» **What is being asked**: Search the records below for the word "matches", then return every line where it appears.

» **Input data**:
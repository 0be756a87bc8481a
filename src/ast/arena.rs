use super::{DebugIr, ExprKind, Expression};
use crate::instruction::Constant;
use crate::types::Type;
use core::fmt::{self, Display};
use core::ops::{Index, IndexMut};

#[derive(Clone, Copy, Debug, PartialEq, Eq, Hash, PartialOrd, Ord)]
pub struct ExprId(pub u32);

/// Storage for all expressions of one method.
///
/// Expressions form trees: each node is referenced by at most one parent. Nodes are never freed,
/// so rewrites that drop a subtree simply leave it unreachable.
#[derive(Clone, Debug, Default)]
pub struct Arena {
    exprs: Vec<Expression>,
}

impl Arena {
    pub fn new() -> Self {
        Self::default()
    }

    pub fn len(&self) -> usize {
        self.exprs.len()
    }

    pub fn is_empty(&self) -> bool {
        self.exprs.is_empty()
    }

    pub fn alloc(&mut self, expr: Expression) -> ExprId {
        let id = ExprId(self.exprs.len() as u32);
        self.exprs.push(expr);
        id
    }

    /// Allocates a value-producing expression.
    pub fn add(&mut self, kind: ExprKind, ty: Type) -> ExprId {
        self.alloc(Expression::new(kind, ty))
    }

    pub fn int(&mut self, value: i32) -> ExprId {
        self.add(ExprKind::Const(Constant::Int(value)), Type::int_constant(value))
    }

    /// Moves the contents of `source` into `target`, leaving `source` unreachable.
    pub fn replace(&mut self, target: ExprId, source: ExprId) {
        if target != source {
            self[target] = self[source].clone();
        }
    }

    /// Copies a whole subtree, so that the copy can be owned by another parent.
    pub fn deep_clone(&mut self, id: ExprId) -> ExprId {
        let mut expr = self[id].clone();
        let children: Vec<ExprId> = expr.subexprs().collect();
        let copies: Vec<ExprId> = children.iter().map(|&child| self.deep_clone(child)).collect();
        let mut copies = copies.into_iter();
        for child in expr.subexprs_mut() {
            *child = copies.next().expect("subexpression count changed while cloning");
        }
        self.alloc(expr)
    }

    /// Whether evaluating the expression has no side effects and cannot throw, so that it can be
    /// evaluated any number of times.
    pub fn is_trivial(&self, id: ExprId) -> bool {
        matches!(
            self[id].kind,
            ExprKind::Slot(_) | ExprKind::Local(_) | ExprKind::Const(_)
        )
    }

    /// Whether the expression only reads state, so that evaluating it twice in a row yields the
    /// same value.
    pub fn is_pure(&self, id: ExprId) -> bool {
        match &self[id].kind {
            ExprKind::Slot(_) | ExprKind::Local(_) | ExprKind::Const(_) => true,
            ExprKind::Field { object, .. } => object.is_none_or(|object| self.is_pure(object)),
            ExprKind::ArrayElement { .. }
            | ExprKind::ArrayLength { .. }
            | ExprKind::Binary { .. }
            | ExprKind::Unary { .. }
            | ExprKind::Convert { .. }
            | ExprKind::InstanceOf { .. } => {
                self[id].subexprs().all(|child| self.is_pure(child))
            }
            _ => false,
        }
    }

    pub fn debug<'a, T: DebugIr + ?Sized>(&'a self, value: &'a T) -> impl Display + 'a {
        struct IrDisplay<'a, T: ?Sized> {
            value: &'a T,
            arena: &'a Arena,
        }

        impl<T: DebugIr + ?Sized> Display for IrDisplay<'_, T> {
            fn fmt(&self, f: &mut fmt::Formatter<'_>) -> fmt::Result {
                T::fmt(self.value, f, self.arena)
            }
        }

        IrDisplay { value, arena: self }
    }

    pub fn iter_mut(&mut self) -> impl Iterator<Item = &mut Expression> {
        self.exprs.iter_mut()
    }
}

impl Index<ExprId> for Arena {
    type Output = Expression;

    fn index(&self, id: ExprId) -> &Self::Output {
        &self.exprs[id.0 as usize]
    }
}

impl IndexMut<ExprId> for Arena {
    fn index_mut(&mut self, id: ExprId) -> &mut Self::Output {
        &mut self.exprs[id.0 as usize]
    }
}
//! `new Foo(...)` and `new T[] {...}`.

use super::Builder;
use super::node::Tail;
use super::operator::{Outcome, build_operation};
use crate::ast::ExprKind;
use crate::instruction::{Constant, InvokeKind, Opcode};
use crate::types::{DescriptorError, SimpleType, Type, parse_method_descriptor};

impl Builder<'_> {
    /// Fuses `new C; dup; <args>; invokespecial C.<init>` into a constructor call.
    pub(super) fn fuse_constructor(
        &mut self,
        address: u32,
    ) -> Result<Option<u32>, DescriptorError> {
        let node = &self.nodes[&address];
        let Tail::Op(invoke) = &node.tail else {
            return Ok(None);
        };
        let Opcode::Invoke {
            kind: InvokeKind::Special,
            method,
        } = invoke
        else {
            return Ok(None);
        };
        if !method.is_constructor() || !node.stmts.is_empty() {
            return Ok(None);
        }
        let invoke = invoke.clone();
        let arity = parse_method_descriptor(&method.descriptor, self.ctx.hierarchy)?
            .parameters
            .len();

        let Some(arguments) = self.operands(address, arity) else {
            return Ok(None);
        };
        if arguments.lvalue.is_some() || (arity > 0 && !arguments.stmts.is_empty()) {
            return Ok(None);
        }
        let Some(dup) = self.fusable_predecessor(arguments.first) else {
            return Ok(None);
        };
        if !self.dup_at(dup, 1, 0) {
            return Ok(None);
        }
        let Some(allocation) = self.fusable_predecessor(dup) else {
            return Ok(None);
        };
        let Tail::Value(object) = self.nodes[&allocation].tail else {
            return Ok(None);
        };
        let ExprKind::New { class } = &self.arena[object].kind else {
            return Ok(None);
        };
        let ty = Type::simple(SimpleType::class(class, self.ctx.hierarchy));

        let mut operands = vec![object];
        operands.extend(arguments.values);
        let Outcome::Stmt(construct) = build_operation(self.ctx, self.arena, &invoke, &operands)?
        else {
            unreachable!("constructor calls on fresh objects are statements");
        };
        let expr = &mut self.arena[construct];
        expr.void = false;
        expr.ty = ty;

        let stmts = self.nodes[&allocation].stmts.clone();
        Ok(Some(self.collapse(
            allocation,
            address,
            stmts,
            Tail::Value(construct),
        )))
    }

    /// Fuses `<array>; dup; <index>; <value>; xastore` into an array initializer, as long as the
    /// indices go up one by one from zero.
    pub(super) fn fuse_array_initializer(&mut self, address: u32) -> Option<u32> {
        let node = &self.nodes[&address];
        if !matches!(node.tail, Tail::Op(Opcode::ArrayStore(_))) || !node.stmts.is_empty() {
            return None;
        }

        let value_at = self.fusable_predecessor(address)?;
        let value = self.nodes[&value_at].pure_value()?;
        let index_at = self.fusable_predecessor(value_at)?;
        let index = self.nodes[&index_at].pure_value()?;
        let ExprKind::Const(Constant::Int(index)) = self.arena[index].kind else {
            return None;
        };
        let dup = self.fusable_predecessor(index_at)?;
        if !self.dup_at(dup, 1, 0) {
            return None;
        }
        let array_at = self.fusable_predecessor(dup)?;
        let Tail::Value(array) = self.nodes[&array_at].tail else {
            return None;
        };

        let (element_type, fresh_length) = match &self.arena[array].kind {
            ExprKind::NewArray { element, lengths } if index == 0 => {
                let [length] = lengths[..] else {
                    return None;
                };
                let ExprKind::Const(Constant::Int(length @ 1..)) = self.arena[length].kind else {
                    return None;
                };
                (element.clone(), Some(length as usize))
            }
            ExprKind::ArrayInitializer {
                element,
                length,
                elements,
            } if usize::try_from(index)
                .is_ok_and(|index| index == elements.len() && index < *length) =>
            {
                (element.clone(), None)
            }
            _ => return None,
        };
        if let Some(length) = fresh_length {
            self.arena[array].kind = ExprKind::ArrayInitializer {
                element: element_type.clone(),
                length,
                elements: Vec::new(),
            };
        }

        let narrowed = self.arena[value]
            .ty
            .intersect(&Type::subtypes_of(element_type), self.ctx.hierarchy);
        if !narrowed.is_error() && self.arena.is_trivial(value) {
            self.arena[value].ty = narrowed;
        }
        if let ExprKind::ArrayInitializer { elements, .. } = &mut self.arena[array].kind {
            elements.push(value);
        }

        let stmts = self.nodes[&array_at].stmts.clone();
        Some(self.collapse(array_at, address, stmts, Tail::Value(array)))
    }
}
impl<'a> InstructionGraph<'a> {
    pub fn new(body: &'a MethodBody) -> Result<Self, GraphError> {
        let instructions = &body.instructions;
        if instructions.is_empty() {
            return Err(GraphError::Empty);
        }

        let mut positions = FxHashMap::default();
        let mut expected = 0;
        for (index, insn) in instructions.iter().enumerate() {
            if insn.address != expected {
                return Err(GraphError::Gap(insn.address));
            }
            if insn.successors != insn.opcode.successors(insn.next_address()) {
                return Err(GraphError::BadSuccessors(insn.address));
            }
            expected = insn.next_address();
            positions.insert(insn.address, index);
        }
        let code_end = expected;

        let is_boundary = |address: u32| positions.contains_key(&address) || address == code_end;
        for handler in &body.handlers {
            let valid = positions.contains_key(&handler.start)
                && is_boundary(handler.end)
                && handler.start < handler.end
                && positions.contains_key(&handler.handler);
            if !valid {
                return Err(GraphError::BadHandler {
                    start: handler.start,
                    end: handler.end,
                    handler: handler.handler,
                });
            }
        }

        // Compilers guard the `monitorexit` of `synchronized` blocks with a handler that covers
        // itself, so that an asynchronous exception retries the unlock. Nothing in the source
        // language corresponds to that loop, so such entries are dropped.
        let candidates: Vec<Handler> = body
            .handlers
            .iter()
            .filter(|handler| {
                let covers_itself =
                    handler.start <= handler.handler && handler.handler < handler.end;
                if covers_itself {
                    log::trace!(
                        "dropping self-covering handler {}..{} -> {}",
                        handler.start,
                        handler.end,
                        handler.handler,
                    );
                }
                !covers_itself
            })
            .cloned()
            .collect();

        let mut graph = Self {
            body,
            positions,
            code_end,
            entry_stacks: vec![None; instructions.len()],
            shuffles: vec![None; instructions.len()],
            refs: FxHashMap::default(),
            predecessors: FxHashMap::default(),
            handlers: Vec::new(),
            handler_targets: FxHashSet::default(),
        };

        // Handlers only become live once something they cover is reachable, and their code can in
        // turn make more handlers live, so alternate between DFS and handler activation until
        // nothing changes.
        let mut active = vec![false; candidates.len()];
        let mut dfs_stack = vec![(0, Vec::new())];
        loop {
            graph.propagate_stacks(&mut dfs_stack)?;

            for (i, handler) in candidates.iter().enumerate() {
                if active[i] {
                    continue;
                }
                let live = instructions.iter().any(|insn| {
                    (handler.start..handler.end).contains(&insn.address)
                        && graph.is_reachable(insn.address)
                });
                if live {
                    active[i] = true;
                    dfs_stack.push((handler.handler, vec![Category::Single]));
                }
            }

            if dfs_stack.is_empty() {
                break;
            }
        }

        graph.handlers = candidates
            .into_iter()
            .zip(active)
            .filter_map(|(handler, active)| active.then_some(handler))
            .collect();
        graph.count_references();
        Ok(graph)
    }

    /// Runs DFS from the given roots, recording the stack shape at each newly reached instruction.
    fn propagate_stacks(
        &mut self,
        dfs_stack: &mut Vec<(u32, Vec<Category>)>,
    ) -> Result<(), GraphError> {
        while let Some((address, stack)) = dfs_stack.pop() {
            let index = self.positions[&address];
            if let Some(existing) = &self.entry_stacks[index] {
                if *existing != stack {
                    return Err(GraphError::InconsistentStack(address));
                }
                continue;
            }

            let insn = &self.body.instructions[index];
            if matches!(insn.opcode, Opcode::Jsr { .. } | Opcode::Ret { .. }) {
                return Err(GraphError::Subroutine(address));
            }

            let mut after = stack.clone();
            match insn.opcode.stack_effect()? {
                Some(effect) => {
                    if after.len() < effect.pops {
                        return Err(GraphError::StackUnderflow(address));
                    }
                    after.truncate(after.len() - effect.pops);
                    after.extend(effect.push);
                }
                None => {
                    let shuffle = resolve_shuffle(&insn.opcode, &after, address)?;
                    shuffle.apply(&mut after);
                    self.shuffles[index] = Some(shuffle);
                }
            }
            self.entry_stacks[index] = Some(stack);

            for &successor in &insn.successors {
                if successor == self.code_end {
                    return Err(GraphError::FallsOffEnd(address));
                }
                if !self.positions.contains_key(&successor) {
                    return Err(GraphError::BadTarget {
                        from: address,
                        to: successor,
                    });
                }
                dfs_stack.push((successor, after.clone()));
            }
        }
        Ok(())
    }

    fn count_references(&mut self) {
        let body = self.body;
        *self.refs.entry(0).or_default() += 1;
        for insn in &body.instructions {
            if !self.is_reachable(insn.address) {
                continue;
            }
            for &successor in &insn.successors {
                *self.refs.entry(successor).or_default() += 1;
                self.predecessors
                    .entry(successor)
                    .or_default()
                    .push(insn.address);
            }
        }

        // Handler boundaries count as references: no fusion crosses the edge of a `try` region.
        for handler in &self.handlers {
            *self.refs.entry(handler.start).or_default() += 1;
            *self.refs.entry(handler.handler).or_default() += 1;
            if handler.end != self.code_end {
                *self.refs.entry(handler.end).or_default() += 1;
            }
            self.handler_targets.insert(handler.handler);
        }
    }

    pub fn body(&self) -> &'a MethodBody {
        self.body
    }

    /// The address right after the last instruction.
    pub fn code_end(&self) -> u32 {
        self.code_end
    }

    pub fn instruction(&self, address: u32) -> Option<&'a Instruction> {
        let index = *self.positions.get(&address)?;
        Some(&self.body.instructions[index])
    }

    /// Reachable instructions in address order.
    pub fn instructions(&self) -> impl Iterator<Item = &'a Instruction> + '_ {
        self.body
            .instructions
            .iter()
            .zip(&self.entry_stacks)
            .filter_map(|(insn, stack)| stack.is_some().then_some(insn))
    }

    pub fn is_reachable(&self, address: u32) -> bool {
        self.positions
            .get(&address)
            .is_some_and(|&index| self.entry_stacks[index].is_some())
    }

    pub fn predecessor_count(&self, address: u32) -> usize {
        self.refs.get(&address).copied().unwrap_or(0)
    }

    pub fn predecessors(&self, address: u32) -> &[u32] {
        self.predecessors.get(&address).map_or(&[][..], Vec::as_slice)
    }

    /// The only way control can reach `address`, if fusing across that edge is legal.
    pub fn unique_predecessor(&self, address: u32) -> Option<u32> {
        if address == 0 || self.is_handler_target(address) || self.predecessor_count(address) != 1
        {
            return None;
        }
        match self.predecessors(address) {
            [predecessor] => Some(*predecessor),
            _ => None,
        }
    }

    pub fn successors(&self, address: u32) -> &'a [u32] {
        self.instruction(address)
            .map_or(&[][..], |insn| insn.successors.as_slice())
    }

    pub fn is_handler_target(&self, address: u32) -> bool {
        self.handler_targets.contains(&address)
    }

    /// Live handler table entries, in table order.
    pub fn handlers(&self) -> &[Handler] {
        &self.handlers
    }

    /// The operand stack on entry to a reachable instruction, top last.
    pub fn entry_stack(&self, address: u32) -> Option<&[Category]> {
        let index = *self.positions.get(&address)?;
        self.entry_stacks[index].as_deref()
    }

    /// The number of values on the operand stack on entry to a reachable instruction.
    pub fn stack_depth(&self, address: u32) -> Option<usize> {
        self.entry_stack(address).map(<[Category]>::len)
    }

    pub fn shuffle(&self, address: u32) -> Option<Shuffle> {
        let index = *self.positions.get(&address)?;
        self.shuffles[index]
    }

    pub fn can_throw(&self, address: u32) -> bool {
        self.instruction(address)
            .is_some_and(|insn| insn.opcode.can_throw())
    }
}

» **Output for this exercise**:
        matches!(
        if !matches!(node.tail, Tail::Op(Opcode::ArrayStore(_))) || !node.stmts.is_empty() {
            if matches!(insn.opcode, Opcode::Jsr { .. } | Opcode::Ret { .. }) {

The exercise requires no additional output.